The streets of Rome were always bustling with pedestrians, regardless of the time of day. Local cafe owners opened up their doors before sunrise to welcome locals on their way to work – Italians would pack the bar counters in a matter of minutes to throw back some espresso and seal it off with a few bites of a croissant. Then in March, the doors shuttered. Locals would not converse over breakfast for months to come. 

The COVID-19 pandemic caused everything but grocery stores, banks and pharmacies in Italy to cease operations – including the St. John’s University Rome Campus. Businesses all over the country and along the street where the campus resides, Via Marcantonio Colonna, closed their doors; shops were shut down almost immediately and the city’s bustling bars and restaurants just blocks away were vacated as quickly as they were filled to capacity just days before. 

“It was incredible to see a whole country being put on lockdown, and while people were initially stunned by the severity of the adopted measures, they quickly adapted and responded very consciously and responsibly,” Massimiliano Tomassini, assistant vice president of Europe Programs at St. John’s University, told the Torch in an email. “Cities were empty while people stayed at home trying to approach the whole situation with the usual Italian spirit.” 

That was back in March, just after students studying abroad for the spring 2020 semester were sent back home after being in Europe for a little over a month. The entire Rome campus had to be evacuated, and both students and administration had to move quickly — President Donald Trump’s March 12 ban on travel from Europe would severely affect incoming travelers trying to enter the United States, even if they were citizens. 

“Every student, whether undergrad or grad, had to be evacuated, and we offered all students a return home to ensure their safety,” Tomassini said. “Although that return home was the right move to safeguard students, it was very sad and frustrating to have to end their study abroad experience prematurely. Even in normal times, it is sad to see students leave at the end of the semester, so it was even harder under such extraordinary circumstances.”

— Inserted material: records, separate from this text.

impl Element {
    /// Connect to the backing server and register `name` with the system.
    ///
    /// Fails if the server is unreachable. A failure to load the reference
    /// snapshot script is not fatal: the element stays usable for
    /// everything except `reference_create_from_stream`.
    pub async fn new(name: &str, config: ElementConfig) -> Result<Element> {
        let client =
            redis::Client::open(config.connection_info()).map_err(Error::Connect)?;
        let conn = client
            .get_multiplexed_async_connection()
            .await
            .map_err(Error::Connect)?;
        let pool = PipelinePool::new(conn.clone(), config.pipeline_pool_size);

        // Discovery sentinels. Peers find this element by enumerating
        // response:* keys; the sentinel also seeds both read cursors.
        let mut pipe = pool.acquire().await;
        for key in [protocol::response_key(name), protocol::command_key(name)] {
            pipe.pipeline()
                .cmd("XADD")
                .arg(&key)
                .arg("MAXLEN")
                .arg("~")
                .arg(STREAM_LEN)
                .arg("*")
                .arg("language")
                .arg(LANG)
                .arg("version")
                .arg(protocol::VERSION);
        }
        let ids: Vec<String> = pipe.execute().await?;
        let (response_last_id, command_last_id) = match ids.as_slice() {
            [response_id, command_id] => (response_id.clone(), command_id.clone()),
            other => {
                return Err(Error::InvalidResponse(format!(
                    "expected two sentinel ids, got {:?}",
                    other
                )))
            }
        };
        drop(pipe);

        let (shutdown, _) = watch::channel(false);
        let element = Element {
            name: name.to_owned(),
            host: gethostname::gethostname().to_string_lossy().into_owned(),
            client,
            conn,
            pool,
            codecs: Mutex::new(CodecRegistry::new()),
            handlers: Mutex::new(HashMap::new()),
            streams: Mutex::new(HashSet::new()),
            response_last_id: Mutex::new(response_last_id),
            command_last_id: Mutex::new(command_last_id),
            reference_sha: Mutex::new(None),
            shutdown,
        };

        element.register_builtins();
        element.load_reference_script().await;
        element
            .try_log(LogLevel::Info, "Element initialized.")
            .await?;
        info!(element = %element.name, "element initialized");
        Ok(element)
    }

    pub fn name(&self) -> &str {
        &self.name
    }

    /// OS nodename captured at init, carried on log frames.
    pub fn host(&self) -> &str {
        &self.host
    }

    fn register_builtins(&self) {
        let mut handlers = lock(&self.handlers);
        handlers.insert(
            VERSION_COMMAND.to_owned(),
            CommandEntry::builtin(CommandKind::Version),
        );
        handlers.insert(
            COMMAND_LIST_COMMAND.to_owned(),
            CommandEntry::builtin(CommandKind::CommandList),
        );
        // Default healthcheck: everything is fine unless overridden.
        let default_healthcheck: crate::commands::CommandFn =
            Arc::new(|_| Box::pin(async { Ok(Response::ok()) }));
        handlers.insert(
            HEALTHCHECK_COMMAND.to_owned(),
            CommandEntry::healthcheck(default_healthcheck),
        );
    }

    async fn load_reference_script(&self) {
        let mut pipe = self.pool.acquire().await;
        pipe.pipeline()
            .cmd("SCRIPT")
            .arg("LOAD")
            .arg(crate::reference::STREAM_REFERENCE_SCRIPT);
        match pipe.execute::<Vec<String>>().await {
            Ok(shas) if shas.len() == 1 => {
                *lock(&self.reference_sha) = shas.into_iter().next();
            }
            Ok(_) | Err(_) => {
                error!(element = %self.name, "failed to load the stream reference script");
                self.log(
                    LogLevel::Err,
                    "Failed to load the stream reference script.",
                    false,
                )
                .await;
            }
        }
    }

    /// Register a custom payload codec under `tag`.
    pub fn serialization_register(&self, tag: &str, codec: Arc<dyn Codec>) -> Result<()> {
        lock(&self.codecs).register(tag, codec)
    }

    // -----------------------------------------------------------------------
    // Discovery
    // -----------------------------------------------------------------------

    /// Names of every element currently registered with the server.
    pub async fn get_all_elements(&self) -> Result<Vec<String>> {
        let mut conn = self.conn.clone();
        let keys: Vec<String> = conn.keys(protocol::response_key("*")).await?;
        Ok(keys
            .iter()
            .filter_map(|k| protocol::element_from_response_key(k))
            .map(str::to_owned)
            .collect())
    }

    /// Stream keys owned by `element` (`"*"` for every element).
    pub async fn get_all_streams(&self, element: &str) -> Result<Vec<String>> {
        let mut conn = self.conn.clone();
        Ok(conn.keys(protocol::stream_key(element, "*")).await?)
    }

    // -----------------------------------------------------------------------
    // Log publisher
    // -----------------------------------------------------------------------

    /// Append a frame to the shared `log` stream, optionally echoing `msg`
    /// to standard output. Fire-and-forget: transport failures after init
    /// are swallowed.
    pub async fn log(&self, level: LogLevel, msg: &str, stdout: bool) {
        if let Err(e) = self.try_log(level, msg).await {
            warn!(element = %self.name, error = %e, "log stream write failed");
        }
        if stdout {
            println!("{}", msg);
        }
    }

    pub(crate) async fn try_log(&self, level: LogLevel, msg: &str) -> Result<()> {
        let frame = LogFrame {
            element: self.name.clone(),
            host: self.host.clone(),
            level,
            msg: msg.to_owned(),
        };
        let mut pipe = self.pool.acquire().await;
        {
            let p = pipe
                .pipeline()
                .cmd("XADD")
                .arg(protocol::LOG_STREAM)
                .arg("MAXLEN")
                .arg("~")
                .arg(STREAM_LEN)
                .arg("*");
            for (field, value) in frame.to_fields() {
                p.arg(field).arg(value);
            }
        }
        pipe.execute::<Vec<String>>().await?;
        Ok(())
    }

    // -----------------------------------------------------------------------
    // Version / health
    // -----------------------------------------------------------------------

    /// Ask `element` for its `{language, version}` pair.
    pub async fn get_element_version(&self, element: &str) -> Result<crate::commands::CommandResponse> {
        self.command_send(
            element,
            VERSION_COMMAND,
            Value::Nil,
            true,
            ACK_TIMEOUT_MS,
            SERIALIZATION_MSGPACK,
        )
        .await
    }

    /// True when `element` answers `version` and satisfies the language /
    /// minimum-version gates.
    pub async fn check_element_version(
        &self,
        element: &str,
        supported_languages: Option<&[&str]>,
        min_version: Option<f64>,
    ) -> Result<bool> {
        let response = self.get_element_version(element).await?;
        if response.err_code != code::NO_ERROR {
            return Ok(false);
        }
        let Some(Value::Map(entries)) = response.data else {
            return Ok(false);
        };
        let Some(language) = map_str(&entries, "language") else {
            return Ok(false);
        };
        let Some(version) = map_f64(&entries, "version") else {
            return Ok(false);
        };
        if let Some(languages) = supported_languages {
            if !languages.contains(&language) {
                return Ok(false);
            }
        }
        if let Some(min) = min_version {
            if version < min {
                return Ok(false);
            }
        }
        Ok(true)
    }

    /// Every command exposed by `element` (or by all peers), each prefixed
    /// with the element name. Peers that predate `command_list` support are
    /// skipped.
    pub async fn get_all_commands(
        &self,
        element: Option<&str>,
        ignore_caller: bool,
    ) -> Result<Vec<String>> {
        let mut elements = match element {
            Some(name) => vec![name.to_owned()],
            None => self.get_all_elements().await?,
        };
        if ignore_caller {
            elements.retain(|e| e != &self.name);
        }

        let mut commands = Vec::new();
        for element in elements {
            if !self
                .check_element_version(&element, Some(&[LANG]), Some(0.3))
                .await?
            {
                continue;
            }
            let response = self
                .command_send(
                    &element,
                    COMMAND_LIST_COMMAND,
                    Value::Nil,
                    true,
                    ACK_TIMEOUT_MS,
                    SERIALIZATION_MSGPACK,
                )
                .await?;
            if let Some(Value::Array(names)) = response.data {
                commands.extend(
                    names
                        .iter()
                        .filter_map(Value::as_str)
                        .map(|cmd| format!("{}:{}", element, cmd)),
                );
            }
        }
        Ok(commands)
    }

    /// Block until every element in `elements` passes a healthcheck.
    ///
    /// Per round: peers that are unreachable or too old to support
    /// healthchecks fail the round in `strict` mode and are assumed healthy
    /// otherwise; reachable peers are probed with `healthcheck`. Sleeps
    /// `retry_interval` between rounds.
    pub async fn wait_for_elements_healthy(
        &self,
        elements: &[&str],
        retry_interval: Duration,
        strict: bool,
    ) -> Result<()> {
        loop {
            let mut all_healthy = true;
            for element in elements {
                if !self
                    .check_element_version(element, Some(&[LANG]), Some(0.2))
                    .await?
                {
                    if strict {
                        warn!(element = %element, "failed healthcheck, retrying");
                        self.log(
                            LogLevel::Warning,
                            &format!("Failed healthcheck on {}, retrying...", element),
                            false,
                        )
                        .await;
                        all_healthy = false;
                        break;
                    }
                    continue;
                }

                let response = self
                    .command_send(
                        element,
                        HEALTHCHECK_COMMAND,
                        Value::Nil,
                        true,
                        ACK_TIMEOUT_MS,
                        SERIALIZATION_NONE,
                    )
                    .await?;
                if response.err_code != code::NO_ERROR {
                    warn!(element = %element, "failed healthcheck, retrying");
                    self.log(
                        LogLevel::Warning,
                        &format!("Failed healthcheck on {}, retrying...", element),
                        false,
                    )
                    .await;
                    all_healthy = false;
                    break;
                }
            }
            if all_healthy {
                return Ok(());
            }
            tokio::time::sleep(retry_interval).await;
        }
    }

    // -----------------------------------------------------------------------
    // Teardown
    // -----------------------------------------------------------------------

    /// Stop the command loop and delete every key this element owns: its
    /// published streams, its command stream, and its response stream.
    pub async fn close(&self) -> Result<()> {
        self.command_loop_shutdown();

        let published: Vec<String> = lock(&self.streams).drain().collect();
        let mut conn = self.conn.clone();
        for stream in published {
            let _: i64 = conn.del(protocol::stream_key(&self.name, &stream)).await?;
        }
        let _: i64 = conn.del(protocol::response_key(&self.name)).await?;
        let _: i64 = conn.del(protocol::command_key(&self.name)).await?;
        Ok(())
    }

    // -----------------------------------------------------------------------
    // Internal plumbing shared by the engines
    // -----------------------------------------------------------------------

    /// A fresh connection for loops that issue blocking reads; a blocked
    /// read would stall every user of the shared connection.
    pub(crate) async fn dedicated_connection(&self) -> Result<MultiplexedConnection> {
        Ok(self.client.get_multiplexed_async_connection().await?)
    }

    /// Server wall clock in milliseconds, used to seed read cursors so
    /// only future entries are delivered.
    pub(crate) async fn redis_time_ms(&self) -> Result<u64> {
        let mut conn = self.conn.clone();
        let (secs, usecs): (u64, u64) = redis::cmd("TIME").query_async(&mut conn).await?;
        Ok(secs * 1000 + usecs / 1000)
    }

    pub(crate) fn codec_for(
        &self,
        tag: &str,
    ) -> Result<Arc<dyn Codec>> {
        lock(&self.codecs).get(tag)
    }

    /// The decode tag for a payload: the caller's tag under `force`,
    /// otherwise the tag embedded next to the payload when present.
    pub(crate) fn effective_tag<'a>(
        &self,
        embedded: Option<&'a str>,
        caller: &'a str,
        force: bool,
    ) -> &'a str {
        if force {
            caller
        } else {
            embedded.unwrap_or(caller)
        }
    }
}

Amanda Murray, a junior participating in the Western Europe Pharmacy program for the spring 2020 semester had just arrived in Rome for the second rotation of the program when she learned her time abroad would soon be coming to an end. 

I knew the pandemic was getting serious when the university cancelled all events and service opportunities hosted through the Rome campus,” Murray said. “Understandably, I found myself in a bit of denial that all the cancellations were happening in real time.”.

Leaving Rome felt weird, almost like COVID-19 should not be a worry,” she continued. “There wasn’t the mandate to wear masks and life was still carrying on relatively normal up until my last day.” 

Italy was one of the first countries after China to face the onslaught of COVID-19. The world watched as cases rose, angry Italian mayors yelled at citizens to stay home and the country entered into a nationwide lockdown; but no one was aware how quickly the situation would evolve into a global pandemic. Fast forward six months later and we’re left wondering what the future of Study Abroad will look like.  

On the streets of Rome, navigating the pandemic has brought its fair share of challenges. Local businesses are struggling, and Tomassini says some prefer to stay closed until things can return to normal. But what exactly does that return to normal look like for the St. John’s Rome campus? The situation is ever-changing but the Office of International Education (OIE) is hoping to resume operations relatively soon.

“OIE does plan to run Spring 2021 semester programs at St. John’s locations in Europe, and we’re currently working with our global partner institutions to assess which exchange programs remain viable for the coming term,” Gregory Bruhn, director of Outbound Programs at the Office of International Education told the Torch in an email.  

“One option we are exploring for the European semester programs is to start the spring semester with 5 weeks of online courses, followed by 10 weeks of courses abroad,” Bruhn said.  “The shortened format would allow U.S. citizens and those from other visa waiver countries to avoid the normal student entry visa requirement, and will allow us more time to prepare for their arrival under the current guidelines set out by each country.”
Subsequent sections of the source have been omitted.